§ **RECORDS FOR THIS TASK**:
// Copyright (C) 2026 Fred Clausen
// Use of this source code is governed by an MIT-style
// license that can be found in the LICENSE file or at
// https://opensource.org/licenses/MIT.

use crate::error::FileStoreError;
use carbid_domain::{ADDITIONAL_STAGE_TITLE, MediaKind, OperatorId, StagePlan, stage_prefix};
use futures::future::join_all;
use std::path::{Path, PathBuf};
use time::OffsetDateTime;

/// Per-file size limit. Uploads over this are rejected before any write.
pub const MAX_FILE_BYTES: usize = 50 * 1024 * 1024;

/// A file that has been written into a bid's directory.
#[derive(Debug, Clone, PartialEq, Eq)]
pub struct StoredFile {
    /// Full path of the stored file.
    pub path: PathBuf,
    /// The stored file name (prefix, timestamp, original name).
    pub file_name: String,
    /// Media kind inferred from the extension.
    pub kind: MediaKind,
}

/// File count for one stage bucket of a bid.
#[derive(Debug, Clone, PartialEq, Eq)]
pub struct StageSummary {
    /// The stage title the bucket belongs to.
    pub title: String,
    /// Number of files recorded in the bucket.
    pub file_count: usize,
}

/// Result of storing a batch of files.
///
/// Batches have no rollback: every file is attempted, successes stay on
/// disk even when siblings fail, and the caller reports both lists.
#[derive(Debug, Default)]
pub struct BatchOutcome {
    /// Files written successfully, in input order.
    pub stored: Vec<StoredFile>,
    /// Original names of files that failed, with the reason.
    pub failed: Vec<(String, FileStoreError)>,
}

/// Filesystem-backed media storage, bucketed by operator, bid, and stage.
///
/// Layout: `<root>/<operator_id>/<bid_id>/<stage_prefix>_<HHMMSS>_<name>`.
/// Stage membership is encoded only in the file name prefix, so listing
/// a stage is a prefix scan of the bid directory.
#[derive(Debug, Clone)]
pub struct StageStore {
    root: PathBuf,
}

impl StageStore {
    /// Creates a store rooted at the given directory.
    ///
    /// The directory itself is created lazily on first write.
    #[must_use]
    pub fn new(root: impl Into<PathBuf>) -> Self {
        Self { root: root.into() }
    }

    /// The storage root.
    #[must_use]
    pub fn root(&self) -> &Path {
        &self.root
    }

    /// The directory holding one bid's files.
    #[must_use]
    pub fn bid_dir(&self, operator_id: OperatorId, bid_id: i64) -> PathBuf {
        self.root
            .join(operator_id.to_string())
            .join(bid_id.to_string())
    }

    /// Stores one file into a stage bucket.
    ///
    /// # Errors
    ///
    /// Returns `FileStoreError::TooLarge` if the payload exceeds
    /// [`MAX_FILE_BYTES`], `FileStoreError::EmptyFileName` if nothing
    /// usable remains of the name, or `FileStoreError::Io` on write
    /// failure.
    pub async fn record(
        &self,
        operator_id: OperatorId,
        bid_id: i64,
        stage_title: &str,
        original_name: &str,
        bytes: &[u8],
    ) -> Result<StoredFile, FileStoreError> {
        self.record_inner(operator_id, bid_id, stage_title, original_name, bytes, None)
            .await
    }

    /// Stores a batch of files into one stage bucket concurrently.
    ///
    /// Every file is attempted regardless of sibling failures; the
    /// outcome lists both what landed and what did not.
    pub async fn record_batch(
        &self,
        operator_id: OperatorId,
        bid_id: i64,
        stage_title: &str,
        files: Vec<(String, Vec<u8>)>,
    ) -> BatchOutcome {
        let writes = files.iter().enumerate().map(|(index, (name, bytes))| {
            self.record_inner(operator_id, bid_id, stage_title, name, bytes, Some(index))
        });
        let results: Vec<Result<StoredFile, FileStoreError>> = join_all(writes).await;

        let mut outcome: BatchOutcome = BatchOutcome::default();
        for ((name, _), result) in files.iter().zip(results) {
            match result {
                Ok(stored) => outcome.stored.push(stored),
                Err(err) => outcome.failed.push((name.clone(), err)),
            }
        }
        outcome
    }

    /// Lists the files recorded for one stage of a bid.
    ///
    /// A missing bid directory is an empty stage, not an error.
    ///
    /// # Errors
    ///
    /// Returns `FileStoreError::Io` if the directory cannot be read.
    pub async fn list_stage(
        &self,
        operator_id: OperatorId,
        bid_id: i64,
        stage_title: &str,
    ) -> Result<Vec<StoredFile>, FileStoreError> {
        let wanted: String = format!("{}_", stage_prefix(stage_title));
        let mut files: Vec<StoredFile> = self.list_all(operator_id, bid_id).await?;
        files.retain(|f| f.file_name.starts_with(&wanted));
        Ok(files)
    }

    /// Number of files recorded for one stage of a bid.
    ///
    /// # Errors
    ///
    /// Returns `FileStoreError::Io` if the directory cannot be read.
    pub async fn count_in_stage(
        &self,
        operator_id: OperatorId,
        bid_id: i64,
        stage_title: &str,
    ) -> Result<usize, FileStoreError> {
        let files: Vec<StoredFile> = self.list_stage(operator_id, bid_id, stage_title).await?;
        Ok(files.len())
    }

    /// Lists every file recorded for a bid, sorted by file name.
    ///
    /// The timestamp sits inside the name, so name order is record order
    /// within a stage.
    ///
    /// # Errors
    ///
    /// Returns `FileStoreError::Io` if the directory cannot be read.
    pub async fn list_all(
        &self,
        operator_id: OperatorId,
        bid_id: i64,
    ) -> Result<Vec<StoredFile>, FileStoreError> {
        let dir: PathBuf = self.bid_dir(operator_id, bid_id);
        let mut entries = match tokio::fs::read_dir(&dir).await {
            Ok(entries) => entries,
            Err(err) if err.kind() == std::io::ErrorKind::NotFound => {
                return Ok(Vec::new());
            }
            Err(err) => return Err(FileStoreError::io(&dir, &err)),
        };

        let mut files: Vec<StoredFile> = Vec::new();
        loop {
            let entry = match entries.next_entry().await {
                Ok(Some(entry)) => entry,
                Ok(None) => break,
                Err(err) => return Err(FileStoreError::io(&dir, &err)),
            };
            let file_name: String = entry.file_name().to_string_lossy().into_owned();
            files.push(StoredFile {
                path: entry.path(),
                kind: MediaKind::from_file_name(&file_name),
                file_name,
            });
        }
        files.sort_by(|a, b| a.file_name.cmp(&b.file_name));
        Ok(files)
    }

    /// Counts the files in every plan stage plus the additional bucket.
    ///
    /// The additional bucket is always reported last, even when empty.
    ///
    /// # Errors
    ///
    /// Returns `FileStoreError::Io` if the directory cannot be read.
    pub async fn summarize(
        &self,
        operator_id: OperatorId,
        bid_id: i64,
        plan: &StagePlan,
    ) -> Result<Vec<StageSummary>, FileStoreError> {
        let files: Vec<StoredFile> = self.list_all(operator_id, bid_id).await?;

        let mut summaries: Vec<StageSummary> = Vec::with_capacity(plan.len() + 1);
        for stage in &plan.stages {
            let wanted: String = format!("{}_", stage_prefix(&stage.title));
            let file_count: usize = files
                .iter()
                .filter(|f| f.file_name.starts_with(&wanted))
                .count();
            summaries.push(StageSummary {
                title: stage.title.clone(),
                file_count,
            });
        }

        let wanted: String = format!("{}_", stage_prefix(ADDITIONAL_STAGE_TITLE));
        let file_count: usize = files
            .iter()
            .filter(|f| f.file_name.starts_with(&wanted))
            .count();
        summaries.push(StageSummary {
            title: String::from(ADDITIONAL_STAGE_TITLE),
            file_count,
        });
        Ok(summaries)
    }

    async fn record_inner(
        &self,
        operator_id: OperatorId,
        bid_id: i64,
        stage_title: &str,
        original_name: &str,
        bytes: &[u8],
        discriminator: Option<usize>,
    ) -> Result<StoredFile, FileStoreError> {
        if bytes.len() > MAX_FILE_BYTES {
            return Err(FileStoreError::TooLarge {
                name: original_name.to_string(),
                size: bytes.len(),
                max: MAX_FILE_BYTES,
            });
        }

        let safe_name: String = sanitize_file_name(original_name)?;
        let prefix: String = stage_prefix(stage_title);
        let stamp: String = clock_stamp(OffsetDateTime::now_utc());

        let dir: PathBuf = self.bid_dir(operator_id, bid_id);
        tokio::fs::create_dir_all(&dir)
            .await
            .map_err(|err| FileStoreError::io(&dir, &err))?;

        // Batch members carry their index so concurrent writes in the
        // same second cannot collide.
        let mut file_name: String = discriminator.map_or_else(
            || format!("{prefix}_{stamp}_{safe_name}"),
            |index| format!("{prefix}_{stamp}_{index}_{safe_name}"),
        );
        let mut attempt: usize = 0;
        let mut path: PathBuf = dir.join(&file_name);
        while tokio::fs::try_exists(&path)
            .await
            .map_err(|err| FileStoreError::io(&path, &err))?
        {
            attempt += 1;
            file_name = format!("{prefix}_{stamp}_r{attempt}_{safe_name}");
            path = dir.join(&file_name);
        }

        tokio::fs::write(&path, bytes)
            .await
            .map_err(|err| FileStoreError::io(&path, &err))?;

        Ok(StoredFile {
            kind: MediaKind::from_file_name(&file_name),
            path,
            file_name,
        })
    }
}

fn sanitize_file_name(original: &str) -> Result<String, FileStoreError> {
    // Only the final path component survives; separators and control
    // characters are dropped.
    let base: &str = original
        .rsplit(['/', '\\'])
        .next()
        .unwrap_or(original);
    let cleaned: String = base
        .chars()
        .filter(|c| !c.is_control() && *c != '/' && *c != '\\')
        .collect();
    let trimmed: &str = cleaned.trim_matches(['.', ' ']);
    if trimmed.is_empty() {
        return Err(FileStoreError::EmptyFileName);
    }
    Ok(trimmed.to_string())
}

fn clock_stamp(now: OffsetDateTime) -> String {
    format!(
        "{:02}{:02}{:02}",
        now.hour(),
        now.minute(),
        now.second()
    )
}
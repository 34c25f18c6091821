// Copyright (C) 2026 Fred Clausen
// Use of this source code is governed by an MIT-style
// license that can be found in the LICENSE file or at
// https://opensource.org/licenses/MIT.

#![allow(clippy::expect_used, clippy::unwrap_used)]

mod helpers;
fn save_arrival(
    db: &mut Persistence,
    bid_id: i64,
    operator_id: OperatorId,
    arrived_at: OffsetDateTime,
) -> Result<(), ApiError> {
    let bid: Bid = db.get_bid(bid_id).map_err(translate_persistence_error)?;
    let result: TransitionResult = apply(
        &bid,
        Command::SaveArrival {
            operator_id,
            arrived_at,
        },
        Actor::Operator(operator_id),
    )
    .map_err(translate_core_error)?;
    db.persist_transition(&result)
        .map_err(translate_persistence_error)?;
    Ok(())
}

§ **WHAT IS REQUIRED**:
Check every line of the data above for the string "writes", and copy those that have it.

§ **TASK SOLUTION**:
        let writes = files.iter().enumerate().map(|(index, (name, bytes))| {
        let results: Vec<Result<StoredFile, FileStoreError>> = join_all(writes).await;
        // Batch members carry their index so concurrent writes in the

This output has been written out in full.